Schließlich gab es in meiner kleinen Welt nur mich – und meine beste Freundin Sady mit ihrer Familie, die ich aber nicht immer belästigen wollte. Kurt, ihr Ehemann, hatte schon so viel für mich getan.
Der Bürostuhl würde halten. Vielleicht half es ja, wenn ich fest daran glaubte. Ich bearbeitete das Video an meinem Computer, bevor ich es in die große, weite Welt freiließ.
Es ging um mein erstes Buch einer eher unbekannten Independent-Autorin, das mich vollkommen überrascht hatte. Die Art und Weise, wie sie mit den Worten spielte, war atemberaubend schön. Ich hatte mir die Augen aus dem Kopf geweint und doch auch herzlich gelacht. Eine unfassbar gute Mischung für dieses tiefgründige Buch. Ich wusste schon jetzt, dass es nicht so viele Klicks und nicht so viele Kommentare bekommen würde, wie ich es eigentlich gewohnt war, denn meine Spezialität lag darin, über Bookboyfriends zu philosophieren – und in diesem Buch war der Protagonist schon alt und nicht der Typ Womanizer. Mich hatte einfach die Story interessiert und ich war nicht enttäuscht worden.

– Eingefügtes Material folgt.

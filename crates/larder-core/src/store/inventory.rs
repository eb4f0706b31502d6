// ── Inventory collection store ──
//
// Authoritative inventory list plus derived indices, rebuilt as one
// immutable snapshot on every mutation. Local mutations are optimistic:
// they apply immediately and spawn a remote-sync task the caller may
// observe; the store never rolls back on sync failure.

use std::collections::HashMap;
use std::sync::Arc;
use std::sync::atomic::{AtomicU64, Ordering};

use chrono::Utc;
use tokio::sync::watch;
use tokio::task::JoinHandle;
use tracing::{debug, warn};

use super::{LoadPhase, reorder};
use crate::error::CoreError;
use crate::model::{InventoryItem, ItemId, ItemStatus, ProductId, StorageLocation};
use crate::remote::InventoryRemote;
use crate::requests::{AddInventoryRequest, InventoryPatch};
use crate::stream::StateStream;

/// One immutable snapshot of the inventory: authoritative list, load
/// phase, and every derived index, all computed from the same list.
#[derive(Debug, Clone, Default)]
pub struct InventoryState {
    pub phase: LoadPhase,
    /// Authoritative ordered list.
    pub items: Vec<Arc<InventoryItem>>,
    /// Items grouped by storage location, relative order preserved.
    pub items_by_location: HashMap<StorageLocation, Vec<Arc<InventoryItem>>>,
    /// How many items reference each product.
    pub product_counts: HashMap<ProductId, usize>,
    /// Product counts broken down per storage location.
    pub product_counts_by_location: HashMap<ProductId, HashMap<StorageLocation, usize>>,
}

impl InventoryState {
    /// Build a snapshot with all indices recomputed from `items`.
    fn recompute(phase: LoadPhase, items: Vec<Arc<InventoryItem>>) -> Self {
        let mut items_by_location: HashMap<StorageLocation, Vec<Arc<InventoryItem>>> =
            HashMap::new();
        let mut product_counts: HashMap<ProductId, usize> = HashMap::new();
        let mut product_counts_by_location: HashMap<ProductId, HashMap<StorageLocation, usize>> =
            HashMap::new();

        for item in &items {
            items_by_location
                .entry(item.location)
                .or_default()
                .push(Arc::clone(item));
            if let Some(product) = item.product_id {
                *product_counts.entry(product).or_default() += 1;
                *product_counts_by_location
                    .entry(product)
                    .or_default()
                    .entry(item.location)
                    .or_default() += 1;
            }
        }

        Self {
            phase,
            items,
            items_by_location,
            product_counts,
            product_counts_by_location,
        }
    }

    /// Items at a location, in authoritative order.
    pub fn items_at(&self, location: StorageLocation) -> &[Arc<InventoryItem>] {
        self.items_by_location
            .get(&location)
            .map_or(&[], Vec::as_slice)
    }

    /// Newest first, by `created_at`. Computed on demand.
    pub fn sorted_by_recently_added(&self) -> Vec<Arc<InventoryItem>> {
        let mut sorted = self.items.clone();
        sorted.sort_by(|a, b| b.created_at.cmp(&a.created_at));
        sorted
    }

    /// Soonest expiry first; items without an expiry date sort last.
    /// Computed on demand.
    pub fn sorted_by_expiry(&self) -> Vec<Arc<InventoryItem>> {
        let mut sorted = self.items.clone();
        sorted.sort_by(|a, b| match (a.expires_at, b.expires_at) {
            (Some(a), Some(b)) => a.cmp(&b),
            (Some(_), None) => std::cmp::Ordering::Less,
            (None, Some(_)) => std::cmp::Ordering::Greater,
            (None, None) => std::cmp::Ordering::Equal,
        });
        sorted
    }
}

/// Reactive store for the inventory collection.
pub struct InventoryStore {
    remote: Arc<dyn InventoryRemote>,
    state: watch::Sender<Arc<InventoryState>>,
    /// Bumped by `fetch` and `set_items`; an in-flight fetch whose epoch
    /// no longer matches at completion time is dropped.
    epoch: AtomicU64,
}

impl InventoryStore {
    pub fn new(remote: Arc<dyn InventoryRemote>) -> Self {
        let (state, _) = watch::channel(Arc::new(InventoryState::default()));
        Self {
            remote,
            state,
            epoch: AtomicU64::new(0),
        }
    }

    // ── Reads ────────────────────────────────────────────────────────

    /// Current snapshot (cheap `Arc` clone).
    pub fn snapshot(&self) -> Arc<InventoryState> {
        self.state.borrow().clone()
    }

    /// Subscribe to snapshot changes.
    pub fn subscribe(&self) -> StateStream<Arc<InventoryState>> {
        StateStream::new(self.state.subscribe())
    }

    // ── Wholesale replacement ────────────────────────────────────────

    /// Replace the authoritative list and recompute every index.
    /// Invalidates any fetch currently in flight.
    pub fn set_items(&self, items: Vec<InventoryItem>) {
        self.epoch.fetch_add(1, Ordering::SeqCst);
        let items = items.into_iter().map(Arc::new).collect();
        self.state
            .send_modify(|state| *state = Arc::new(InventoryState::recompute(LoadPhase::Loaded, items)));
    }

    /// Fetch the list from the backend.
    ///
    /// `Empty/Loaded -> Loading -> Loaded | Error`. A failed fetch keeps
    /// the previous items; a completion that lost a race against a newer
    /// `fetch`/`set_items` is dropped. The outcome is observable via the
    /// snapshot's [`LoadPhase`], never thrown.
    pub async fn fetch(&self) {
        let epoch = self.epoch.fetch_add(1, Ordering::SeqCst) + 1;
        self.apply_phase(LoadPhase::Loading);

        let result = self.remote.fetch_items().await;

        if self.epoch.load(Ordering::SeqCst) != epoch {
            debug!("dropping stale inventory fetch completion");
            return;
        }
        match result {
            Ok(items) => {
                let items = items.into_iter().map(Arc::new).collect();
                self.state.send_modify(|state| {
                    *state = Arc::new(InventoryState::recompute(LoadPhase::Loaded, items));
                });
                debug!(count = self.snapshot().items.len(), "inventory refresh complete");
            }
            Err(e) => {
                warn!(error = %e, "inventory fetch failed");
                self.apply_phase(LoadPhase::Error(Arc::new(e)));
            }
        }
    }

    // ── Optimistic field mutations ───────────────────────────────────

    /// Mark an item opened/unopened. Returns the remote-sync task, or
    /// `None` if the id is unknown (silent no-op).
    pub fn update_status(
        &self,
        id: ItemId,
        status: ItemStatus,
    ) -> Option<JoinHandle<Result<(), CoreError>>> {
        self.patch_item(id, InventoryPatch::status(status))
    }

    /// Move an item's storage location without touching list order.
    pub fn update_location(
        &self,
        id: ItemId,
        location: StorageLocation,
    ) -> Option<JoinHandle<Result<(), CoreError>>> {
        self.patch_item(id, InventoryPatch::location(location))
    }

    /// Change an item's expiry date.
    pub fn update_expiry(
        &self,
        id: ItemId,
        expires_at: chrono::DateTime<Utc>,
    ) -> Option<JoinHandle<Result<(), CoreError>>> {
        self.patch_item(id, InventoryPatch::expiry(expires_at))
    }

    /// Rename an item.
    pub fn update_title(
        &self,
        id: ItemId,
        title: impl Into<String>,
    ) -> Option<JoinHandle<Result<(), CoreError>>> {
        self.patch_item(id, InventoryPatch::title(title))
    }

    /// Apply a patch locally (stamping `updated_at`), then spawn the
    /// remote sync. The local state is not rolled back if the sync
    /// fails; the task logs and surfaces the error to an observing
    /// caller.
    fn patch_item(
        &self,
        id: ItemId,
        patch: InventoryPatch,
    ) -> Option<JoinHandle<Result<(), CoreError>>> {
        let now = Utc::now();
        let mut found = false;

        self.state.send_if_modified(|state| {
            let Some(index) = state.items.iter().position(|item| item.id == id) else {
                return false;
            };
            found = true;

            let mut items = state.items.clone();
            let mut item = (*items[index]).clone();
            if let Some(ref title) = patch.title {
                item.title.clone_from(title);
            }
            if let Some(status) = patch.status {
                item.status = status;
            }
            if let Some(location) = patch.location {
                item.location = location;
            }
            if let Some(expires_at) = patch.expires_at {
                item.expires_at = Some(expires_at);
            }
            item.updated_at = now;
            items[index] = Arc::new(item);

            *state = Arc::new(InventoryState::recompute(state.phase.clone(), items));
            true
        });

        if !found {
            debug!(item = %id, "update for unknown inventory item ignored");
            return None;
        }

        let remote = Arc::clone(&self.remote);
        Some(tokio::spawn(async move {
            remote.update_item(id, patch).await.inspect_err(|e| {
                warn!(item = %id, error = %e, "inventory sync failed; keeping optimistic state");
            })
        }))
    }

    // ── Create / delete ──────────────────────────────────────────────

    /// Create an item remotely, then append it to the authoritative
    /// list. On failure the list is unchanged and the error is returned
    /// for logging.
    pub async fn add_item(&self, req: AddInventoryRequest) -> Result<ItemId, CoreError> {
        let id = self.remote.add_item(req.clone()).await?;
        let now = Utc::now();
        let item = Arc::new(InventoryItem {
            id,
            title: req.title,
            product_id: req.product_id,
            category_id: req.category_id,
            status: req.status,
            location: req.location,
            expires_at: req.expires_at,
            created_at: now,
            updated_at: now,
            source: req.source,
        });

        self.state.send_modify(|state| {
            let mut items = state.items.clone();
            items.push(item);
            *state = Arc::new(InventoryState::recompute(state.phase.clone(), items));
        });
        Ok(id)
    }

    /// Remove an item locally and spawn the remote delete. `None` if the
    /// id is unknown.
    pub fn delete_item(&self, id: ItemId) -> Option<JoinHandle<Result<(), CoreError>>> {
        let mut found = false;
        self.state.send_if_modified(|state| {
            let Some(index) = state.items.iter().position(|item| item.id == id) else {
                return false;
            };
            found = true;
            let mut items = state.items.clone();
            items.remove(index);
            *state = Arc::new(InventoryState::recompute(state.phase.clone(), items));
            true
        });

        if !found {
            debug!(item = %id, "delete for unknown inventory item ignored");
            return None;
        }

        let remote = Arc::clone(&self.remote);
        Some(tokio::spawn(async move {
            remote.delete_item(id).await.inspect_err(|e| {
                warn!(item = %id, error = %e, "inventory delete sync failed");
            })
        }))
    }

    // ── Reorder ──────────────────────────────────────────────────────

    /// Move an item within its bucket's sub-list. No-op when the id is
    /// absent from the bucket or already at the target position.
    ///
    /// After a reorder the touched bucket's items sit at the end of the
    /// authoritative list; see `reorder` module docs.
    pub fn move_within_bucket(&self, id: ItemId, target_index: usize, bucket: StorageLocation) {
        self.state.send_if_modified(|state| {
            match reorder::move_within_bucket(&state.items, id, target_index, bucket) {
                Some(items) => {
                    *state = Arc::new(InventoryState::recompute(state.phase.clone(), items));
                    true
                }
                None => false,
            }
        });
    }

    /// Move an item into another bucket at `target_index` (clamped),
    /// spawning the location sync. `None` when the id is unknown.
    pub fn move_to_bucket(
        &self,
        id: ItemId,
        new_bucket: StorageLocation,
        target_index: usize,
    ) -> Option<JoinHandle<Result<(), CoreError>>> {
        let now = Utc::now();
        let mut found = false;

        self.state.send_if_modified(|state| {
            match reorder::move_to_bucket(&state.items, id, new_bucket, target_index, now) {
                Some(items) => {
                    found = true;
                    *state = Arc::new(InventoryState::recompute(state.phase.clone(), items));
                    true
                }
                None => false,
            }
        });

        if !found {
            debug!(item = %id, "cross-bucket move for unknown item ignored");
            return None;
        }

        let remote = Arc::clone(&self.remote);
        Some(tokio::spawn(async move {
            remote
                .update_item(id, InventoryPatch::location(new_bucket))
                .await
                .inspect_err(|e| {
                    warn!(item = %id, error = %e, "bucket move sync failed");
                })
        }))
    }

    fn apply_phase(&self, phase: LoadPhase) {
        self.state.send_modify(|state| {
            *state = Arc::new(InventoryState::recompute(phase, state.items.clone()));
        });
    }
}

Der nächste Hottie lag allerdings bereits auf meinem Nachttisch. Ich konnte es kaum erwarten, in den Seiten zu versinken und diesen Typen namens Spencer näher kennenzulernen. Es war eine typische Boss-Romance, zumindest laut Klappentext. Ein arroganter Wichtigtuer, der jede Frau haben konnte – also genau das, was ich gerne las. Eigentlich wollte ich schon längst mit Weihnachtsbüchern angefangen haben, aber zuerst musste ich Spencers Geschichte erfahren.
Die alte Uhr an der Wand ließ den kleinen Kuckuck frei, der mit einem schrillen Geräusch verkündete, dass wieder eine Stunde vergangen war. Ich liebte dieses Teil einfach, das meine Eltern mir von einer ihrer Reisen mitgebracht hatten. Damals, vor zwei Jahren, als sie noch lebten. Ich schob den Gedanken beiseite und sah dem kleinen Vögelchen zu, das wieder hinter seiner Tür verschwand. Bis zur nächsten Stunde.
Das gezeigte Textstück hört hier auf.